The Abydos King List, also known as the Abydos Table or the Abydos Tablet, is a list of the names of 76 kings of ancient Egypt, found on a wall of the Temple of Seti I at Abydos, Egypt. It consists of three rows of 38 cartouches (borders enclosing the name of a king) in each row. The upper two rows contain names of the kings, while the third row merely repeats Seti I's throne name and nomen.

For unknown reasons, the first sign of Djoser's cartouche was deliberately removed later on.

Besides providing the order of the Old Kingdom kings, it is the sole source to date of the names of many of the kings of the Seventh and Eighth Dynasties, so the list is valued greatly for that reason.

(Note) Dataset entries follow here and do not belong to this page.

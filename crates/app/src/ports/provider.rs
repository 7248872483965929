//! Provider port: publish/subscribe for added/removed/updated elements.

use std::sync::Arc;

use linkhub_domain::id::SubscriptionId;

/// Receives change notifications from a [`Provider`].
///
/// Callbacks run synchronously on the thread that performed the change. A
/// slow listener therefore slows down the caller of the mutating operation.
pub trait ProviderChangeListener<E>: Send + Sync {
    /// `element` became available.
    fn added(&self, element: &E);

    /// `element` is gone.
    fn removed(&self, element: &E);

    /// `old` was replaced by `new`.
    fn updated(&self, _old: &E, _new: &E) {}
}

/// A source of elements that can be observed.
pub trait Provider<E> {
    /// Snapshot of every element currently provided.
    fn get_all(&self) -> Vec<E>;

    /// Subscribe to change notifications.
    ///
    /// Whether existing elements are replayed to the new listener is up to
    /// the implementation and documented there.
    fn add_provider_change_listener(
        &self,
        listener: Arc<dyn ProviderChangeListener<E>>,
    ) -> SubscriptionId;

    /// Unsubscribe. Returns `false` when `id` was not subscribed.
    fn remove_provider_change_listener(&self, id: SubscriptionId) -> bool;
}

/// A single change notification, as a value.
#[derive(Debug, Clone, PartialEq, Eq)]
pub enum Change<E> {
    Added(E),
    Removed(E),
    Updated { old: E, new: E },
}

impl<E> Change<E> {
    /// The element the change leaves behind (the new one for updates).
    #[must_use]
    pub fn element(&self) -> &E {
        match self {
            Self::Added(e) | Self::Removed(e) => e,
            Self::Updated { new, .. } => new,
        }
    }

    #[must_use]
    pub fn is_added(&self) -> bool {
        matches!(self, Self::Added(_))
    }

    #[must_use]
    pub fn is_removed(&self) -> bool {
        matches!(self, Self::Removed(_))
    }
}
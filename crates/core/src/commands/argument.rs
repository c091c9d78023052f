use super::argument_parser::*;

#[derive(Clone, Debug)]
pub enum ArgumentType {
    String,
    GreedyString,
}

impl ArgumentType {
    pub(super) fn parse<'a>(&self, input: &'a str) -> ArgumentParseResult<'a> {
        match self {
            ArgumentType::String => parse_string(input),
            ArgumentType::GreedyString => parse_greedy_string(input),
        }
    }

    pub fn string() -> Self {
        ArgumentType::String
    }

    pub fn greedy_string() -> Self {
        ArgumentType::GreedyString
    }

    pub(super) fn is_greedy(&self) -> bool {
        matches!(self, ArgumentType::GreedyString)
    }
}
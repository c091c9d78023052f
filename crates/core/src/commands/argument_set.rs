use crate::commands::{
    error::{CommandResult, InternalError},
    value::Value,
};
use rustc_hash::FxHashMap;

pub struct ArgumentSet {
    args: FxHashMap<String, Value>,
}

impl ArgumentSet {
    pub(super) fn new(args: Vec<(String, Value)>) -> Self {
        Self {
            args: args.into_iter().collect(),
        }
    }

    fn get(&self, name: &str) -> CommandResult<&Value> {
        self.args.get(name).ok_or_else(|| {
            InternalError::MissingArgument {
                name: name.to_string(),
            }
            .into()
        })
    }

    pub fn get_string(&self, name: &str) -> CommandResult<String> {
        Ok(self.get(name)?.as_string()?.clone())
    }

    pub fn get_greedy(&self, name: &str) -> CommandResult<String> {
        Ok(self.get(name)?.as_greedy()?.clone())
    }
}
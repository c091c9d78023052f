mod console;

use anyhow::Context;
use clap::Parser;
use console::{PlayerSource, ServerSpec, StaticServerRegistry};
use pandabroadcast_core::commands::CommandRegistry;
use pandabroadcast_core::host::{CommandSource, ConsoleSource};
use pandabroadcast_core::plugin::{PluginContext, Plugins};
use std::io::{self, BufRead};
use std::path::PathBuf;
use std::sync::Arc;
use tracing::{error, info};
use tracing_subscriber::EnvFilter;
use tracing_subscriber::filter::LevelFilter;
use tracing_subscriber::fmt::writer::MakeWriterExt;

#[derive(Parser, Debug)]
#[command(version, about)]
struct Args {
    /// Directory holding config.yml and broadcasts.log
    #[arg(long, default_value = "plugins/pandabroadcast")]
    data_dir: PathBuf,

    /// A backend server, as `name` or `name=player,player`
    #[arg(long = "server")]
    servers: Vec<ServerSpec>,

    /// A player that holds every permission
    #[arg(long = "op")]
    ops: Vec<String>,
}

fn main() -> anyhow::Result<()> {
    // Setup logging
    let logfile = tracing_appender::rolling::daily("./logs", "pandabroadcast.log");
    let env_filter = EnvFilter::builder()
        .with_default_directive(LevelFilter::INFO.into())
        .with_env_var("PANDABROADCAST_LOG")
        .from_env_lossy();
    tracing_subscriber::fmt()
        .with_writer(logfile.and(std::io::stdout))
        .with_env_filter(env_filter)
        .init();

    let args = Args::parse();
    let registry = Arc::new(StaticServerRegistry::new(&args.servers, &args.ops));
    let context = PluginContext {
        servers: registry.clone(),
        data_directory: args.data_dir,
    };
    let plugins = Plugins::load(&context);
    let commands = CommandRegistry::with_builtin_commands();
    info!(
        "Ready. Commands: /{}; `as <player> <command>` runs as a player",
        commands.command_names().join(", /")
    );

    let stdin = io::stdin();
    for line in stdin.lock().lines() {
        let line = line.context("failed to read from stdin")?;
        let line = line.trim();
        match line {
            "" => continue,
            "stop" | "end" => break,
            "total" => {
                println!("Broadcasts sent: {}", plugins.pandabroadcast.total_broadcasts());
                continue;
            }
            _ => {}
        }

        let result = match line.strip_prefix("as ") {
            Some(rest) => {
                let rest = rest.trim_start();
                let (player, command_line) = rest.split_once(' ').unwrap_or((rest, ""));
                match registry.find_player(player) {
                    Some(player) => commands.execute(&plugins, &PlayerSource(player), command_line),
                    None => {
                        ConsoleSource.send_error_message(&format!("Unknown player: {}", player));
                        Ok(())
                    }
                }
            }
            None => commands.execute(&plugins, &ConsoleSource, line),
        };
        if let Err(err) = result {
            error!("{}", err);
        }
    }

    info!("Broadcasts sent this session: {}", plugins.pandabroadcast.total_broadcasts());
    Ok(())
}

This list omits the names of many earlier pharaohs. The bulk of these appear to have been left out because although they claimed royal titles and rule over all Egypt, their actual authority was limited to only part of the country. This category includes all the rulers of the Ninth and Tenth Dynasties, the early rulers of the Eleventh Dynasty (Mentuhotep I, Intef I, Intef II, and Intef III), all the rulers of the Thirteenth Dynasty, and all of the rulers of Second Intermediate Period (including the Hyksos Fifteenth Dynasty, who may also have been seen as illegitimate because they were not native Egyptian). The rulers of the chaotic Amarna Period (Akhenaten, Smenkhkare, Neferneferuaten, Tutankhamun, and Ay), seem to have been removed for reasons of political propaganda or as a form of damnatio memoriae; their reigns were within living memory in Seti's day, and the repudiation of the Amarna Period had been state policy since the reign of Horemheb (who had chosen Seti's father Ramesses I to succeed him). Two pharaohs known to have been women, Sobekneferu and Hatshepsut, are also excluded, most likely due to their gender. Finally, Mentuhotep IV may have been excluded for political reasons (having possibly been overthrown by his vizer and successor Amenemhat I) or simply because his short and poorly documented reign was unknown to Seti and his scribes.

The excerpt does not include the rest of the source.